To the first and the end I've been here. They smile in silence as the Tay watches o'er me, a sole mast at the top of the sea. Fire washes eyes in the dead-silence of bird song and bitter-sweet farewells. I am not ready to move. For bonnie is the greenish of the law-cresting pine, silver as sky-reflected sea, Hollowed are the steeples in grander bristling sway, The wind is still in the song of the free.
The road on my toes pulls down, grounding me to my memory so far beneath. Weighting and waiting is the stride that carries beyond the way. I bid farewell. Hearing again the voice of many collected, it drowns the senses in a pool of chamomile flower. Once lived, it echoes in empty space only known.
Shall I know the sage of summer? Can I taste of the mint in your water? Will the gulls cry for me as I leave like the ships lost at sea? I will go on. New in my journey and new in my return. I will go on, fairing far in farfaring.
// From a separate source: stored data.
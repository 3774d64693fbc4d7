//! Mock YouTube API fixtures shared by the integration tests

#![allow(dead_code)]

use serde_json::{Value, json};
use wiremock::matchers::{method, path, query_param};
use wiremock::{Match, Mock, MockServer, Request, ResponseTemplate};
use ytscope_core::{ClientConfig, YoutubeService};

pub const API_KEY: &str = "test-api-key";

/// Service pointed at the mock server
pub fn service_for(server: &MockServer) -> YoutubeService {
    let config = ClientConfig::new(API_KEY).with_base_url(server.uri());
    YoutubeService::with_config(config).expect("service should build")
}

/// Matches requests that carry no `pageToken` parameter
pub struct FirstPage;

impl Match for FirstPage {
    fn matches(&self, request: &Request) -> bool {
        !request.url.query_pairs().any(|(key, _)| key == "pageToken")
    }
}

pub fn channel_item(id: &str, title: &str) -> Value {
    json!({
        "kind": "youtube#channel",
        "id": id,
        "snippet": {
            "title": title,
            "description": format!("About {}", title),
            "publishedAt": "2015-03-01T12:00:00Z",
            "thumbnails": {
                "default": { "url": format!("https://yt3.ggpht.com/{}/default.jpg", id) },
                "high": { "url": format!("https://yt3.ggpht.com/{}/high.jpg", id) }
            }
        },
        "statistics": {
            "viewCount": "1000",
            "subscriberCount": "250",
            "hiddenSubscriberCount": false,
            "videoCount": "12"
        }
    })
}

pub fn channel_list(items: Vec<Value>) -> Value {
    let total = items.len();
    json!({
        "kind": "youtube#channelListResponse",
        "pageInfo": { "totalResults": total, "resultsPerPage": 5 },
        "items": items
    })
}

/// Google error envelope as returned with non-2xx statuses
pub fn api_error(code: u16, reason: &str, message: &str) -> Value {
    json!({
        "error": {
            "code": code,
            "message": message,
            "errors": [{ "message": message, "domain": "youtube", "reason": reason }]
        }
    })
}

/// Mounts a `channels.list` snippet+statistics mock for one ID
pub async fn mount_channel(server: &MockServer, id: &str, response: ResponseTemplate) {
    Mock::given(method("GET"))
        .and(path("/channels"))
        .and(query_param("part", "snippet,statistics"))
        .and(query_param("id", id))
        .respond_with(response)
        .mount(server)
        .await;
}

/// Mounts the uploads-playlist lookup for a channel
pub async fn mount_uploads(server: &MockServer, channel_id: &str, playlist_id: &str) {
    let item = json!({
        "id": channel_id,
        "contentDetails": { "relatedPlaylists": { "likes": "", "uploads": playlist_id } }
    });
    Mock::given(method("GET"))
        .and(path("/channels"))
        .and(query_param("part", "contentDetails"))
        .and(query_param("id", channel_id))
        .respond_with(ResponseTemplate::new(200).set_body_json(channel_list(vec![item])))
        .expect(1)
        .mount(server)
        .await;
}

pub fn video_id(n: usize) -> String {
    format!("vid{:03}", n)
}

pub fn playlist_page(ids: &[String], next_page_token: Option<&str>) -> Value {
    let items: Vec<Value> = ids
        .iter()
        .map(|id| {
            json!({
                "kind": "youtube#playlistItem",
                "snippet": {
                    "title": format!("Upload {}", id),
                    "resourceId": { "kind": "youtube#video", "videoId": id }
                }
            })
        })
        .collect();

    let mut page = json!({
        "kind": "youtube#playlistItemListResponse",
        "items": items,
        "pageInfo": { "totalResults": 120, "resultsPerPage": 50 }
    });
    if let Some(token) = next_page_token {
        page["nextPageToken"] = json!(token);
    }
    page
}

pub fn video_item(id: &str) -> Value {
    json!({
        "kind": "youtube#video",
        "id": id,
        "snippet": {
            "publishedAt": "2020-01-01T00:00:00Z",
            "title": format!("Video {}", id),
            "description": "",
            "thumbnails": { "high": { "url": format!("https://i.ytimg.com/vi/{}/hqdefault.jpg", id) } }
        },
        "contentDetails": { "duration": "PT10M1S" },
        "statistics": { "viewCount": "100", "likeCount": "10", "commentCount": "1" }
    })
}

pub fn video_list(items: Vec<Value>) -> Value {
    json!({ "kind": "youtube#videoListResponse", "items": items })
}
Yet now life is distant to this gazing, left in separation From the rosary dusting from the hook. Never knowing the height of this land, It calls me, tells me, yearns me stay. But I, the wandering child, will never be the same. I see it here, now, as it deepens in depart, a stranger to love and land and life. She turns away unburdened and unknown. And I do the same, drooping eyes that never meet.
Falling away from the cradle, branded, marked By those who could never understand. Feverish to turn to restoration, Ever reliant on the flashing of street lights for constancy. As newness reigns in me, Transposed by my rambling mind and feet, Its curse and blessing will not fail.
At the fastest, rising pull of gravity's alite, I shall see you soon enough.